I showed her the tattoo on my back that honors and remembers my Barton days. And we posed for the photo above. She told me her name and asked how long I’d gone. She was excited to learn that I’d been a double Bartonian (ten summers of camp!), and she just looked so happy talking about this place that means so very much to me. It made me feel as happy as a person can feel, to know that this young woman, whose life is filled with challenges, had experienced the same kind of camaraderie, joy, and peace I’d found in those summer days at the Barton Camp.
So no, when you see a fellow diabetic, there’s no secret handshake, no “two cupcakes up”, or club, but there is a familiarity which can be somewhat astounding.
It makes me wonder about the lives of other people and the difficulties that have less physical presence in the world. It makes me wonder, and feel sad about those people whose difficulties have no voice.
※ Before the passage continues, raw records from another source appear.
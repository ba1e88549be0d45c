//! Game balance table
//!
//! Every number that shapes play lives here so a run can be re-balanced
//! without touching the simulation. Speeds are pixels/second, durations are
//! seconds of simulated time.

use serde::{Deserialize, Serialize};

use crate::sim::entity::EnemyKind;

/// Smallest side length any entity may have
const MIN_SIZE: f32 = 1.0;

/// Per-kind enemy stats
#[derive(Debug, Clone, Copy, PartialEq, Serialize, Deserialize)]
pub struct EnemyStats {
    /// Side length of the square bounds
    pub size: f32,
    /// Speed magnitude (sign comes from spawn side)
    pub speed: f32,
    /// Starting health
    pub health: i32,
}

/// Boss stats and attack pattern timings
#[derive(Debug, Clone, Serialize, Deserialize)]
pub struct BossTuning {
    pub size: f32,
    pub health: u32,
    /// Horizontal entry speed
    pub entry_speed: f32,
    /// Vertical patrol speed as a fraction of entry speed
    pub patrol_speed_factor: f32,
    /// Entry stop point as a fraction of play width
    pub stop_fraction: f32,
    /// Vertical patrol band as fractions of play height
    pub band_top_fraction: f32,
    pub band_bottom_fraction: f32,

    // === Normal fire ===
    pub fire_cooldown: f64,
    pub spread_count_min: u32,
    pub spread_count_max: u32,
    pub spread_degrees_min: f32,
    pub spread_degrees_max: f32,

    // === Special attack ===
    pub special_interval: f64,
    pub special_duration: f64,
    /// Delay from level start to the first special attack
    pub first_special_delay: f64,
    pub burst_count_min: u32,
    pub burst_count_max: u32,
    /// Burst speed as a fraction of enemy projectile speed
    pub burst_speed_factor: f32,
    /// Chance per tick of a random barrage while the special attack runs
    pub barrage_chance: f64,
    pub barrage_count_min: u32,
    pub barrage_count_max: u32,
    pub barrage_speed_factor: f32,
}

impl Default for BossTuning {
    fn default() -> Self {
        Self {
            size: 70.0,
            health: 80,
            entry_speed: 72.0,
            patrol_speed_factor: 0.5,
            stop_fraction: 0.75,
            band_top_fraction: 0.1,
            band_bottom_fraction: 0.9,

            fire_cooldown: 1.0,
            spread_count_min: 3,
            spread_count_max: 7,
            spread_degrees_min: 25.0,
            spread_degrees_max: 74.0,

            special_interval: 10.0,
            special_duration: 3.5,
            first_special_delay: 5.0,
            burst_count_min: 12,
            burst_count_max: 24,
            burst_speed_factor: 0.65,
            barrage_chance: 1.0 / 3.0,
            barrage_count_min: 2,
            barrage_count_max: 4,
            barrage_speed_factor: 0.8,
        }
    }
}

/// How long each kind of feedback text stays up
#[derive(Debug, Clone, Serialize, Deserialize)]
pub struct FeedbackTuning {
    pub pickup: f64,
    pub boss_hit: f64,
    pub damage: f64,
    pub boss_attack: f64,
}

impl Default for FeedbackTuning {
    fn default() -> Self {
        Self {
            pickup: 1.5,
            boss_hit: 1.0,
            damage: 2.0,
            boss_attack: 1.5,
        }
    }
}

/// Complete balance table
#[derive(Debug, Clone, Serialize, Deserialize)]
pub struct Tuning {
    // === Player ===
    pub player_size: f32,
    pub player_speed: f32,
    pub player_projectile_speed: f32,
    pub player_fire_cooldown: f64,
    /// How long the shoot animation window stays open after firing
    pub player_shoot_anim: f64,
    /// Gap between the flower's right edge and a lane player
    pub lane_gap: f32,

    // === Flower ===
    pub flower_size: f32,
    pub flower_x: f32,

    // === Enemies ===
    pub slow: EnemyStats,
    pub fast: EnemyStats,
    pub faster: EnemyStats,
    /// Margin used to keep spawn rows inside the play area
    pub enemy_base_size: f32,
    pub enemy_projectile_speed: f32,
    /// Delay from level start to the first timed respawn
    pub first_respawn_delay: f64,

    // === Projectiles ===
    pub projectile_size: f32,

    // === Collectibles ===
    pub collectible_size: f32,
    pub collectible_lifespan: f64,
    /// Chance that a killed enemy drops a collectible (resource levels only)
    pub drop_chance: f64,
    /// Collection zone inflation per side, in multiples of player width
    pub collection_zone_factor: f32,

    pub boss: BossTuning,
    pub feedback: FeedbackTuning,
}

impl Default for Tuning {
    fn default() -> Self {
        Self {
            player_size: 30.0,
            player_speed: 300.0,
            player_projectile_speed: 600.0,
            player_fire_cooldown: 0.3,
            player_shoot_anim: 0.5,
            lane_gap: 15.0,

            flower_size: 60.0,
            flower_x: 30.0,

            slow: EnemyStats {
                size: 32.0,
                speed: 90.0,
                health: 1,
            },
            fast: EnemyStats {
                size: 36.0,
                speed: 150.0,
                health: 1,
            },
            faster: EnemyStats {
                size: 40.0,
                speed: 210.0,
                health: 1,
            },
            enemy_base_size: 28.0,
            enemy_projectile_speed: 360.0,
            first_respawn_delay: 0.5,

            projectile_size: 8.0,

            collectible_size: 18.0,
            collectible_lifespan: 7.0,
            drop_chance: 0.40,
            collection_zone_factor: 25.0,

            boss: BossTuning::default(),
            feedback: FeedbackTuning::default(),
        }
    }
}

impl Tuning {
    /// Stats for an enemy kind
    pub fn enemy(&self, kind: EnemyKind) -> EnemyStats {
        match kind {
            EnemyKind::Slow => self.slow,
            EnemyKind::Fast => self.fast,
            EnemyKind::Faster => self.faster,
        }
    }

    /// Clamp values that would break invariants, warning about each one
    pub fn sanitized(mut self) -> Self {
        fix_size("player_size", &mut self.player_size);
        fix_size("flower_size", &mut self.flower_size);
        fix_size("enemy_base_size", &mut self.enemy_base_size);
        fix_size("projectile_size", &mut self.projectile_size);
        fix_size("collectible_size", &mut self.collectible_size);
        fix_size("boss.size", &mut self.boss.size);
        for stats in [&mut self.slow, &mut self.fast, &mut self.faster] {
            fix_size("enemy size", &mut stats.size);
        }
        if !(0.0..=1.0).contains(&self.drop_chance) {
            log::warn!("drop_chance {} out of range, clamping", self.drop_chance);
            self.drop_chance = self.drop_chance.clamp(0.0, 1.0);
        }
        if !(0.0..=1.0).contains(&self.boss.barrage_chance) {
            log::warn!(
                "barrage_chance {} out of range, clamping",
                self.boss.barrage_chance
            );
            self.boss.barrage_chance = self.boss.barrage_chance.clamp(0.0, 1.0);
        }
        if self.boss.health == 0 {
            log::warn!("boss health 0 would skip the boss fight, using 1");
            self.boss.health = 1;
        }
        for stats in [&mut self.slow, &mut self.fast, &mut self.faster] {
            if stats.health < 1 {
                log::warn!("enemy health {} below 1, using 1", stats.health);
                stats.health = 1;
            }
        }
        fix_range(
            "spread_count",
            &mut self.boss.spread_count_min,
            &mut self.boss.spread_count_max,
        );
        fix_range(
            "burst_count",
            &mut self.boss.burst_count_min,
            &mut self.boss.burst_count_max,
        );
        fix_range(
            "barrage_count",
            &mut self.boss.barrage_count_min,
            &mut self.boss.barrage_count_max,
        );
        if self.boss.spread_degrees_min > self.boss.spread_degrees_max {
            log::warn!("spread_degrees range inverted, swapping");
            std::mem::swap(
                &mut self.boss.spread_degrees_min,
                &mut self.boss.spread_degrees_max,
            );
        }
        self
    }
}

/// Sizes must be positive for spawn ranges and hit boxes to be non-empty
fn fix_size(name: &str, size: &mut f32) {
    if size.is_nan() || *size < MIN_SIZE {
        log::warn!("{name} {size} too small, using {MIN_SIZE}");
        *size = MIN_SIZE;
    }
}

fn fix_range(name: &str, min: &mut u32, max: &mut u32) {
    if *min == 0 {
        log::warn!("{name} minimum 0, using 1");
        *min = 1;
    }
    if *min > *max {
        log::warn!("{name} range inverted, swapping");
        std::mem::swap(min, max);
    }
}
It makes me wonder about people who wander through a foreign land all day, every day, never hearing another person speaking their language.
I think of my mother, who struggles still with the challenges of my diabetes, with her worry and her love, and how it’s impossible for others to see the stone she carries around in her heart. I know she thinks constantly of the dangers of low and high bloodsugar, the specter of complications, the day to day stress of balancing a heavy load without letting it overwhelm. Yet, she never gets the red flag of an insulin pump or a camp t-shirt to signal to her that there are real, live, living breathing people who get it. Who are walking through the grocery store, or New England outward-bound woods, or Target, right in her presence, also carrying the burden of a parent of a child with a chronic disease. Even online support isn’t the same as looking into another face and seeing, written there, the words “I understand.”
It makes me sad. It makes me worry for her, and for so many others who don’t get those signals that they’re not alone.
And it makes me extraordinarily grateful that I do have them.






I really identify with this post, for perhaps obvious reasons. Thank you for writing it.
Thanks so much, Rob. And you're welcome. I think my favorite thing about this post is actually the photo - not so much the words - I think the photographer in you can appreciate that. The photographer in this case did a nice job of capturing one of those "finding someone who gets where I've been" moments. I'm glad folks think the post does those kinds of moments, and the feelings they elicit, justice.
That's the kind of opportunity a photographer lives for, just being on hand at an unexpected encounter and smart enough to grab the shot.
As the parent of a child with a disability, it makes me happy to see your recognition of the world that parents live in when our children are compromised by nature, a world forever at war between fear and hope. And you're right, it is very easy for us to forget that we're not alone. So thank you for that.
Great post, Nicole. "Hearing people speaking your language." Spot-on analogy.
You are most welcome, Rob. I've watched my mom struggle. I think her fear outweighs mine every time.
Thank you, Carey. It always feels that way. I wish it were easier for parents like you to spot, the way it is for us.
Great article. I did not have diabetes as a child but was diagnosed as a Type 1 at the age of 20. I see pumps and so do my husband and father and mother. We don't mind talking about diabetes. I also feel like there is a comrade out there who knows my own personal struggles and triumphs. Thanks again for the article.